Security Risks Today
- Open Web Application Security Project (OWASP) is a worldwide, free, open organization focused on improving the security of applications. Contains tools and documentation.
- Network / infrastructure problem mostly sovled.
- Attackers:
- are following the money and targeting web apps;
- often target the basic stuff, but that can still have severe consequences.
- There’s a need for stronger strategic approach to security, and alignment of development and security teams.
- Strong application security is good civic hygiene (Philip Zimmerman of PGP) and is often required for legal / compliance reasons.
- Security spending still targets network / infrastructure, so is in the wrong place. This is due to force of habit, old standards, compliance, and the perceived difficulty of security.
Focus on the software
- We need to focus on the software, but it’s a very different problem.
- Software is like clay where the network / infrastructure is like lego.
- Software being malleable is great for devs, because feature creation is easy, but it also means that it’s easier to leave security vulnerabilities.
- Software developers are the most important security resource. Their performance is measured on speed and features, not security, so there’s low motivation to spend time on security.
- Appeal to dev’s conscience: ruggedsoftware.org
- Send them on training. This takes time out of dev schedule, though, and there’s often no time to apply the learning on their return.
- In SDLC requirements are key to success and to security.
- Security requirements must be part of the specification, so that devs can be measured on the security of apps.
- Better security requires a change in the organisation (executive buy-in, secure SDLC).
- Security feature design is important, but hard to get right.
What to do
- The problem is that it takes time, and that security vulnerabilities are a ticking time-bomb.

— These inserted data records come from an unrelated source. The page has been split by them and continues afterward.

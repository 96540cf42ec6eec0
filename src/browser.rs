use std::ops::Range;

use crate::request::SearchRequest;
use crate::types::{ResultItem, ResultSet};

/// The installed result set plus selection and scroll position.
///
/// `selected` is always a valid index when there are items, and stays inside
/// `viewport_top..viewport_top + visible_rows`.
#[derive(Debug, Clone)]
pub struct ResultBrowser {
    results: ResultSet,
    request: SearchRequest,
    selected: usize,
    viewport_top: usize,
}

impl ResultBrowser {
    pub fn new(results: ResultSet, request: SearchRequest) -> Self {
        Self {
            results,
            request,
            selected: 0,
            viewport_top: 0,
        }
    }

    pub fn results(&self) -> &ResultSet {
        &self.results
    }

    /// The request that produced the current page
    pub fn request(&self) -> &SearchRequest {
        &self.request
    }

    pub fn selected(&self) -> usize {
        self.selected
    }

    pub fn viewport_top(&self) -> usize {
        self.viewport_top
    }

    pub fn selected_item(&self) -> Option<&ResultItem> {
        self.results.items.get(self.selected)
    }

    pub fn move_down(&mut self, visible_rows: usize) {
        if self.selected + 1 < self.results.len() {
            self.selected += 1;
            self.fit(visible_rows);
        }
    }

    pub fn move_up(&mut self, visible_rows: usize) {
        if self.selected > 0 {
            self.selected -= 1;
            self.fit(visible_rows);
        }
    }

    pub fn go_to_top(&mut self, visible_rows: usize) {
        self.selected = 0;
        self.fit(visible_rows);
    }

    pub fn go_to_bottom(&mut self, visible_rows: usize) {
        self.selected = self.results.len().saturating_sub(1);
        self.fit(visible_rows);
    }

    /// Scroll the minimum needed to keep the selection on screen.
    pub fn fit(&mut self, visible_rows: usize) {
        let rows = visible_rows.max(1);
        if self.selected < self.viewport_top {
            self.viewport_top = self.selected;
        } else if self.selected >= self.viewport_top + rows {
            self.viewport_top = self.selected + 1 - rows;
        }
    }

    /// Indices of the items on screen. The frame may be smaller than the
    /// size the viewport was last fitted to, so the selection is re-checked.
    pub fn visible_range(&self, visible_rows: usize) -> Range<usize> {
        let rows = visible_rows.max(1);
        let top = if self.selected >= self.viewport_top + rows {
            self.selected + 1 - rows
        } else {
            self.viewport_top
        };
        let end = (top + visible_rows).min(self.results.len());
        top.min(end)..end
    }
}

- There’s hope! Everything you need (information, tools, techniques, training, plan) is available, and you can make a big difference.
How do I start today?
- Put security requirements in the spec. Start with generic ones:
- OWASP Top 10. (Do them all, right now.)
- CWE / SANS Top 25
- WASC Threat Classification
- appoint a champion
The next steps
- Thread security through each phase of your SDLC. OpenSAMM (Software Assurance Maturity Model) can help: open framework to help formulate and implement security strategy.
- Helps you make guidance docs that are: simple, well-defined, measurable.

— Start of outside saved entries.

impl App {
    pub fn new(
        client: Arc<dyn SearchClient>,
        action_tx: mpsc::UnboundedSender<Action>,
        settings: SearchConfig,
    ) -> Self {
        Self {
            mode: Mode::Idle,
            query: QueryBuffer::new(),
            kind: None,
            browser: None,
            layout: LayoutManager::default(),
            status: None,
            detail_scroll: 0,
            spinner: 0,
            should_quit: false,
            pending: None,
            last_request_id: 0,
            settings,
            client,
            action_tx,
        }
    }

    /// The request currently in flight, if any
    pub fn searching(&self) -> Option<&SearchRequest> {
        self.pending.as_ref().map(|p| &p.request)
    }

    pub fn client_name(&self) -> &str {
        self.client.name()
    }

    /// Maps an event to an action. Any key press dismisses the status line,
    /// whether or not the current mode binds it.
    pub fn handle_event(&mut self, event: Event) -> Action {
        match event {
            Event::Key(key) => {
                self.status = None;
                self.handle_key(key)
            }
            Event::Resize(width, height) => Action::Resize(width, height),
            Event::Tick => Action::Tick,
            Event::Render => Action::None,
        }
    }

    fn handle_key(&self, key: Key) -> Action {
        match self.mode {
            Mode::Idle => match key {
                Key::Char('?') => Action::ShowHelp,
                Key::Char('s') => Action::OpenKindPicker,
                Key::Char('q') => Action::Quit,
                _ => Action::None,
            },
            Mode::Help => Action::CloseHelp,
            Mode::KindPicker => match key {
                Key::Char(c) => SearchKind::from_key(c)
                    .map(Action::PickKind)
                    .unwrap_or(Action::CancelPicker),
                _ => Action::CancelPicker,
            },
            Mode::QueryEditor if self.pending.is_some() => match key {
                Key::Esc => Action::CancelSearch,
                _ => Action::None,
            },
            Mode::QueryEditor => match key {
                Key::Enter => Action::SubmitQuery,
                Key::Backspace => Action::QueryBackspace,
                Key::Esc => Action::CancelQuery,
                Key::Char(c) if !c.is_control() => Action::QueryInput(c),
                _ => Action::None,
            },
            Mode::ResultsBrowser if self.layout.is_open(Panel::Detail) => match key {
                Key::Char('j') | Key::Down => Action::DetailScrollDown,
                Key::Char('k') | Key::Up => Action::DetailScrollUp,
                Key::Char('q') | Key::Esc | Key::Enter => Action::CloseDetail,
                _ => Action::None,
            },
            Mode::ResultsBrowser => match key {
                Key::Char('j') | Key::Down => Action::ScrollDown,
                Key::Char('k') | Key::Up => Action::ScrollUp,
                Key::Char('g') => Action::GoToTop,
                Key::Char('G') => Action::GoToBottom,
                Key::Char('n') => Action::NextPage,
                Key::Char('p') => Action::PrevPage,
                Key::Enter => Action::ShowDetail,
                Key::Char('o') => Action::OpenInBrowser,
                Key::Char('O') => Action::OpenSearchInBrowser,
                Key::Char('y') => Action::YankUrl,
                Key::Esc if self.pending.is_some() => Action::CancelSearch,
                Key::Char('q') | Key::Esc => Action::Back,
                _ => Action::None,
            },
        }
    }

    pub fn update(&mut self, action: Action) {
        match action {
            Action::Quit => {
                self.should_quit = true;
            }
            Action::Back => {
                self.cancel_pending();
                self.browser = None;
                self.layout.close_all();
                self.mode = Mode::Idle;
            }
            Action::Tick => {
                if self.pending.is_some() {
                    self.spinner = self.spinner.wrapping_add(1);
                }
            }
            Action::Resize(width, height) => {
                self.layout.resize(width, height);
                let rows = self.layout.visible_rows();
                if let Some(browser) = self.browser.as_mut() {
                    browser.fit(rows);
                }
            }

            Action::ShowHelp => {
                self.layout.open(Panel::Help);
                self.mode = Mode::Help;
            }
            Action::CloseHelp => {
                self.layout.close(Panel::Help);
                self.mode = Mode::Idle;
            }

            Action::OpenKindPicker => {
                self.layout.open(Panel::KindPicker);
                self.mode = Mode::KindPicker;
            }
            Action::PickKind(kind) => {
                self.layout.close(Panel::KindPicker);
                self.kind = Some(kind);
                self.query.clear();
                self.layout.open(Panel::QueryEditor);
                self.mode = Mode::QueryEditor;
            }
            Action::CancelPicker => {
                self.layout.close(Panel::KindPicker);
                self.kind = None;
                self.mode = Mode::Idle;
            }

            Action::QueryInput(c) => {
                if self.mode == Mode::QueryEditor {
                    self.query.append(c);
                }
            }
            Action::QueryBackspace => {
                if self.mode == Mode::QueryEditor {
                    self.query.backspace();
                }
            }
            Action::SubmitQuery => self.submit_query(),
            Action::CancelQuery => self.leave_editor(),

            Action::CancelSearch => {
                if let Some(pending) = self.cancel_pending() {
                    tracing::debug!(request_id = pending.request_id, "search cancelled");
                    if pending.origin == SearchOrigin::Editor {
                        self.leave_editor();
                    }
                    self.status = Some(Status::Info("Search cancelled".to_string()));
                }
            }
            Action::SearchFinished {
                request_id,
                outcome,
            } => self.finish_search(request_id, outcome),

            Action::ScrollDown => {
                let rows = self.layout.visible_rows();
                if let Some(browser) = self.browser.as_mut() {
                    browser.move_down(rows);
                }
            }
            Action::ScrollUp => {
                let rows = self.layout.visible_rows();
                if let Some(browser) = self.browser.as_mut() {
                    browser.move_up(rows);
                }
            }
            Action::GoToTop => {
                let rows = self.layout.visible_rows();
                if let Some(browser) = self.browser.as_mut() {
                    browser.go_to_top(rows);
                }
            }
            Action::GoToBottom => {
                let rows = self.layout.visible_rows();
                if let Some(browser) = self.browser.as_mut() {
                    browser.go_to_bottom(rows);
                }
            }
            Action::NextPage => self.turn_page(true),
            Action::PrevPage => self.turn_page(false),

            Action::ShowDetail => {
                if self.selected_item().is_some() {
                    self.detail_scroll = 0;
                    self.layout.open(Panel::Detail);
                }
            }
            Action::CloseDetail => {
                self.layout.close(Panel::Detail);
            }
            Action::DetailScrollDown => {
                let max = self
                    .detail_text()
                    .map(|text| text.lines().count().saturating_sub(1))
                    .unwrap_or(0);
                if usize::from(self.detail_scroll) < max {
                    self.detail_scroll += 1;
                }
            }
            Action::DetailScrollUp => {
                self.detail_scroll = self.detail_scroll.saturating_sub(1);
            }
            Action::OpenInBrowser => {
                if let Some(url) = self.selected_url() {
                    self.open_url(url);
                }
            }
            Action::OpenSearchInBrowser => {
                if let Some(browser) = &self.browser {
                    let url = self.client.web_url(browser.request());
                    self.open_url(url);
                }
            }
            Action::YankUrl => {
                if let Some(url) = self.selected_url() {
                    self.status = Some(match copy_to_clipboard(&url) {
                        Ok(()) => Status::Info(format!("Copied {}", url)),
                        Err(e) => Status::Error(format!("Clipboard: {}", e)),
                    });
                }
            }
            Action::None => {}
        }
    }

    pub fn selected_item(&self) -> Option<&ResultItem> {
        self.browser.as_ref().and_then(ResultBrowser::selected_item)
    }

    /// Pretty-printed raw record of the selection
    pub fn detail_text(&self) -> Option<String> {
        let item = self.selected_item()?;
        serde_json::to_string_pretty(&item.raw).ok()
    }

    fn selected_url(&self) -> Option<String> {
        self.selected_item()
            .and_then(ResultItem::url)
            .map(str::to_string)
    }

    fn open_url(&mut self, url: String) {
        self.status = Some(match open::that_detached(&url) {
            Ok(()) => Status::Info(format!("Opened {}", url)),
            Err(e) => Status::Error(format!("Could not open {}: {}", url, e)),
        });
    }

    fn leave_editor(&mut self) {
        self.query.clear();
        self.kind = None;
        self.layout.close(Panel::QueryEditor);
        self.mode = Mode::Idle;
    }

    fn submit_query(&mut self) {
        if self.mode != Mode::QueryEditor {
            return;
        }
        let Some(kind) = self.kind else {
            self.leave_editor();
            return;
        };
        // An empty submission is a cancel
        if self.query.is_empty() {
            self.leave_editor();
            return;
        }

        match request::build(kind, self.query.text(), self.settings.request_options(kind)) {
            Ok(request) => {
                self.query.clear();
                self.spawn_search(request, SearchOrigin::Editor);
            }
            Err(e) => {
                self.leave_editor();
                self.status = Some(Status::Error(e.to_string()));
            }
        }
    }

    fn turn_page(&mut self, forward: bool) {
        if self.pending.is_some() {
            return;
        }
        let Some(browser) = &self.browser else {
            return;
        };
        let current = browser.request();
        let page = current.page();
        let target = if forward {
            if page >= current.last_page(browser.results().total_count) {
                return;
            }
            page + 1
        } else {
            if page <= 1 {
                return;
            }
            page - 1
        };

        let request = current.with_page(target);
        self.spawn_search(request, SearchOrigin::Paging);
    }

    fn cancel_pending(&mut self) -> Option<PendingSearch> {
        let pending = self.pending.take()?;
        pending.cancel.cancel();
        Some(pending)
    }

    fn finish_search(&mut self, request_id: u64, outcome: Result<ResultSet, SearchError>) {
        let Some(pending) = self.pending.take() else {
            tracing::debug!(request_id, "dropping result with no search in flight");
            return;
        };
        if pending.request_id != request_id {
            tracing::debug!(
                request_id,
                pending = pending.request_id,
                "dropping stale search result"
            );
            self.pending = Some(pending);
            return;
        }

        match outcome {
            Ok(results) => {
                tracing::debug!(
                    request_id,
                    items = results.len(),
                    total = results.total_count,
                    "search finished"
                );
                if results.is_empty() {
                    self.status = Some(Status::Info("No results".to_string()));
                }
                self.browser = Some(ResultBrowser::new(results, pending.request));
                self.layout.close(Panel::QueryEditor);
                self.layout.close(Panel::Detail);
                self.detail_scroll = 0;
                self.kind = None;
                self.mode = Mode::ResultsBrowser;
            }
            Err(e) => {
                tracing::warn!(request_id, error = %e, "search failed");
                if pending.origin == SearchOrigin::Editor {
                    self.leave_editor();
                    self.browser = None;
                    self.layout.close_all();
                }
                self.status = Some(Status::Error(e.to_string()));
            }
        }
    }

    /// Run the search on a task; the outcome comes back as
    /// `Action::SearchFinished`. Any earlier search is cancelled first.
    fn spawn_search(&mut self, request: SearchRequest, origin: SearchOrigin) {
        self.cancel_pending();

        self.last_request_id += 1;
        let request_id = self.last_request_id;
        let cancel = CancellationToken::new();

        let task_cancel = cancel.clone();
        let tx = self.action_tx.clone();
        let client = Arc::clone(&self.client);
        let timeout = self.settings.timeout();
        let task_request = request.clone();

        tracing::debug!(
            request_id,
            kind = %request.kind(),
            page = request.page(),
            "starting search"
        );
        tokio::spawn(async move {
            let outcome = tokio::select! {
                _ = task_cancel.cancelled() => return,
                result = tokio::time::timeout(timeout, client.search(&task_request)) => match result {
                    Ok(outcome) => outcome,
                    Err(_) => Err(SearchError::Client(format!(
                        "timed out after {}s",
                        timeout.as_secs()
                    ))),
                },
            };
            tx.send(Action::SearchFinished {
                request_id,
                outcome,
            })
            .ok();
        });

        self.spinner = 0;
        self.pending = Some(PendingSearch {
            request_id,
            request,
            origin,
            cancel,
        });
    }
}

- Starts with Governance, Construction, Verification, Deployment. Breaks those into three Security Practice areas, each with three levels.
- Reduce security design flaws: do risk analysis on business requirements
- Drivers for Security Requirements: business needs; risk analysis; regulatory demands.
- Avoid security bugs
- Check the OWASP Dev Guides
- Security Controls: use Frameworks and Tools, but verify the implementation. Think carefully before rolling your own.
- OWASP ESAPI. Set of foundation security controls: get there cheaper and faster. Includes Intruder Detection Framework.